Lexsa connects to the Kosmos Bridge platform as well as Android S6 tablets—with S7 available soon—to produce high-level image quality for nerve, lung, vascular, and musculoskeletal ultrasound at the bedside. The Kosmos platform now offers three transducer probes, enabling POCUS imaging of nearly the entire anatomy wherever needed.
With high-quality imaging capabilities in extremities, Lexsa is positioned to become a critical ultrasound tool for central line placement, nerve blocks, and guiding injections into joints, company officials say. The POCUS device also has the potential to improve safety and ease-of-placement while reducing the risk of infection, they add.

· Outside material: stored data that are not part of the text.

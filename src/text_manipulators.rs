use std::sync::LazyLock;

use chrono::{Duration, NaiveDate};
use regex::Regex;
use scraper::ElementRef;

static SHORT_DATE: LazyLock<Regex> =
    LazyLock::new(|| Regex::new(r"(\d{1,2})\.(\d{1,2})\.(\d{1,2})").expect("valid date regex"));
static LEADING_NON_DIGITS: LazyLock<Regex> =
    LazyLock::new(|| Regex::new(r"^\D+").expect("valid mark regex"));

/// Visible text of a node, trimmed, with `&nbsp;` folded into spaces.
pub fn extract_text(node: ElementRef) -> String {
    node.text()
        .collect::<String>()
        .replace('\u{a0}', " ")
        .trim()
        .to_string()
}

/// `dd.mm.yy` as printed in report tables. Years are always 20yy.
pub fn parse_short_date(text: &str) -> Option<NaiveDate> {
    let caps = SHORT_DATE.captures(text)?;
    let day = caps[1].parse().ok()?;
    let month = caps[2].parse().ok()?;
    let year: i32 = caps[3].parse().ok()?;
    NaiveDate::from_ymd_opt(2000 + year, month, day)
}

/// Average marks come as `Средняя: 4,57`: comma decimals, label in front.
pub fn normalize_mark(text: &str) -> String {
    let text = text.trim().replacen(',', ".", 1);
    LEADING_NON_DIGITS.replace(&text, "").into_owned()
}

pub fn parse_mark(text: &str) -> Option<f64> {
    let normalized = normalize_mark(text);
    if normalized.is_empty() {
        return None;
    }
    normalized.parse().ok()
}

/// Calendar date with overflow carried into the next month, so `31.04`
/// lands on May 1st and `29.02` on March 1st of a common year.
pub fn rolling_date(year: i32, month0: u32, day: u32) -> Option<NaiveDate> {
    let first = NaiveDate::from_ymd_opt(year, month0 + 1, 1)?;
    first.checked_add_signed(Duration::days(i64::from(day) - 1))
}

/// `YYYY-MM-DD`
pub fn iso_day(date: NaiveDate) -> String {
    date.format("%Y-%m-%d").to_string()
}

/// Midnight UTC timestamp the portal expects in report filters.
pub fn iso_timestamp(date: NaiveDate) -> String {
    date.format("%Y-%m-%dT00:00:00.000Z").to_string()
}

/// Percent-encodes everything outside the URI-safe set, leaving reserved
/// characters such as `@`, `&` and `=` untouched.
pub fn encode_uri(text: &str) -> String {
    percent_encode(text, b";,/?:@&=+$-_.!~*'()#")
}

/// Percent-encodes everything except unreserved characters, for one query
/// value.
pub fn encode_uri_component(text: &str) -> String {
    percent_encode(text, b"-_.!~*'()")
}

fn percent_encode(text: &str, keep: &[u8]) -> String {
    let mut encoded = String::with_capacity(text.len());
    for byte in text.bytes() {
        if byte.is_ascii_alphanumeric() || keep.contains(&byte) {
            encoded.push(char::from(byte));
        } else {
            encoded.push_str(&format!("%{byte:02X}"));
        }
    }
    encoded
}

/// Portal ids arrive both as JSON numbers and as strings.
pub fn value_to_string(value: &serde_json::Value) -> String {
    match value {
        serde_json::Value::String(text) => text.clone(),
        serde_json::Value::Null => String::new(),
        other => other.to_string(),
    }
}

“The FDA clearance of our Lexsa probe is not only a significant milestone for EchoNous, but a major advancement in ultraportable point-of-care ultrasound technology,” says Kevin Goodwin, CEO of EchoNous. “Lexsa will broaden the application of our Kosmos imaging platform beyond its current focus on cardiology, abdominal, and pulmonology; enabling entry into other departments that require linear capabilities for diagnosis or interventional use.”
He continues, “Already favored for its built-in AI guidance and mapping around heart and lung structures, Kosmos will now gain traction as the ideal POCUS tool across multiple healthcare specialties.”